Title:The Map Equation Goes Neural

Abstract:Community detection and graph clustering are essential for unsupervised data exploration and understanding the high-level organisation of networked systems. Recently, graph clustering has received attention as a primary task for graph neural networks. Although hierarchical graph pooling has been shown to improve performance in graph and node classification tasks, it performs poorly in identifying meaningful clusters. Community detection has a long history in network science, but typically relies on optimising objective functions with custom-tailored search algorithms, not leveraging recent advances in deep learning, particularly from graph neural networks. In this paper, we narrow this gap between the deep learning and network science communities. We consider the map equation, an information-theoretic objective function for unsupervised community detection. Expressing it in a fully differentiable tensor form that produces soft cluster assignments, we optimise the map equation with deep learning through gradient descent.
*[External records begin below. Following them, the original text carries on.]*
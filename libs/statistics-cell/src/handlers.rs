use std::sync::Arc;

use axum::{
    extract::{Path, State},
    Json,
};

use shared_models::AppError;
use shared_utils::AppState;

use crate::models::{ClinicStatistics, DoctorRating, RatingsResponse};
use crate::services::{RatingAggregator, StatisticsAggregator};

#[axum::debug_handler]
pub async fn list_ratings(State(state): State<Arc<AppState>>) -> Result<Json<RatingsResponse>, AppError> {
    let ratings = RatingAggregator::new(state.store.clone(), state.directory.clone())
        .ratings()
        .await?;

    Ok(Json(RatingsResponse {
        total: ratings.len(),
        ratings,
    }))
}

#[axum::debug_handler]
pub async fn get_rating(
    State(state): State<Arc<AppState>>,
    Path(doctor): Path<String>,
) -> Result<Json<DoctorRating>, AppError> {
    let listed = state
        .directory
        .resolve(&doctor)
        .ok_or_else(|| AppError::NotFound(format!("Doctor {} not found", doctor)))?;

    RatingAggregator::new(state.store.clone(), state.directory.clone())
        .rating_for(listed)
        .await?
        .map(Json)
        .ok_or_else(|| AppError::NotFound(format!("{} has no reviews yet", listed.name)))
}

#[axum::debug_handler]
pub async fn get_statistics(State(state): State<Arc<AppState>>) -> Result<Json<ClinicStatistics>, AppError> {
    let stats = StatisticsAggregator::new(state.store.clone(), state.directory.clone())
        .compute()
        .await?;
    Ok(Json(stats))
}
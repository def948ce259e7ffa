//! Field-level checks shared by the booking and review forms.

use shared_models::{Doctor, DoctorDirectory};

/// Returns the trimmed value, or a message naming the missing field.
pub fn required<'a>(value: &'a str, label: &str) -> Result<&'a str, String> {
    let trimmed = value.trim();
    if trimmed.is_empty() {
        Err(format!("{} is required", label))
    } else {
        Ok(trimmed)
    }
}

/// Blank optional text is stored as absent.
pub fn optional_text(value: Option<&str>) -> Option<String> {
    value
        .map(str::trim)
        .filter(|v| !v.is_empty())
        .map(str::to_string)
}

pub fn resolve_doctor<'a>(directory: &'a DoctorDirectory, reference: &str) -> Result<&'a Doctor, String> {
    let reference = required(reference, "Doctor")?;
    directory
        .resolve(reference)
        .ok_or_else(|| format!("{} is not listed in the clinic directory", reference))
}
use serde::{Deserialize, Serialize};

use shared_models::Doctor;

/// One entry of a directory file. `id` is derived from the name when omitted.
#[derive(Debug, Clone, Serialize, Deserialize)]
pub struct DirectoryEntry {
    #[serde(default)]
    pub id: Option<String>,
    pub name: String,
    #[serde(alias = "specialty")]
    pub specialization: String,
}

#[derive(Debug, Clone, Default, Deserialize)]
pub struct DoctorListQuery {
    pub specialization: Option<String>,
}

#[derive(Debug, Clone, Serialize)]
pub struct DoctorListResponse {
    pub doctors: Vec<Doctor>,
    pub total: usize,
}
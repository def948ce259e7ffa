pub mod patient;

pub use patient::PatientRegistry;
More specifically, the reformulated map equation is a loss function compatible with any graph neural network architecture, enabling flexible clustering and graph pooling that clusters both graph structure and data features in an end-to-end way, automatically finding an optimum number of clusters without explicit regularisation by following the minimum description length principle. We evaluate our approach experimentally using different neural network architectures for unsupervised clustering in synthetic and real data. Our results show that our approach achieves competitive performance against baselines, naturally detects overlapping communities, and avoids over-partitioning sparse graphs.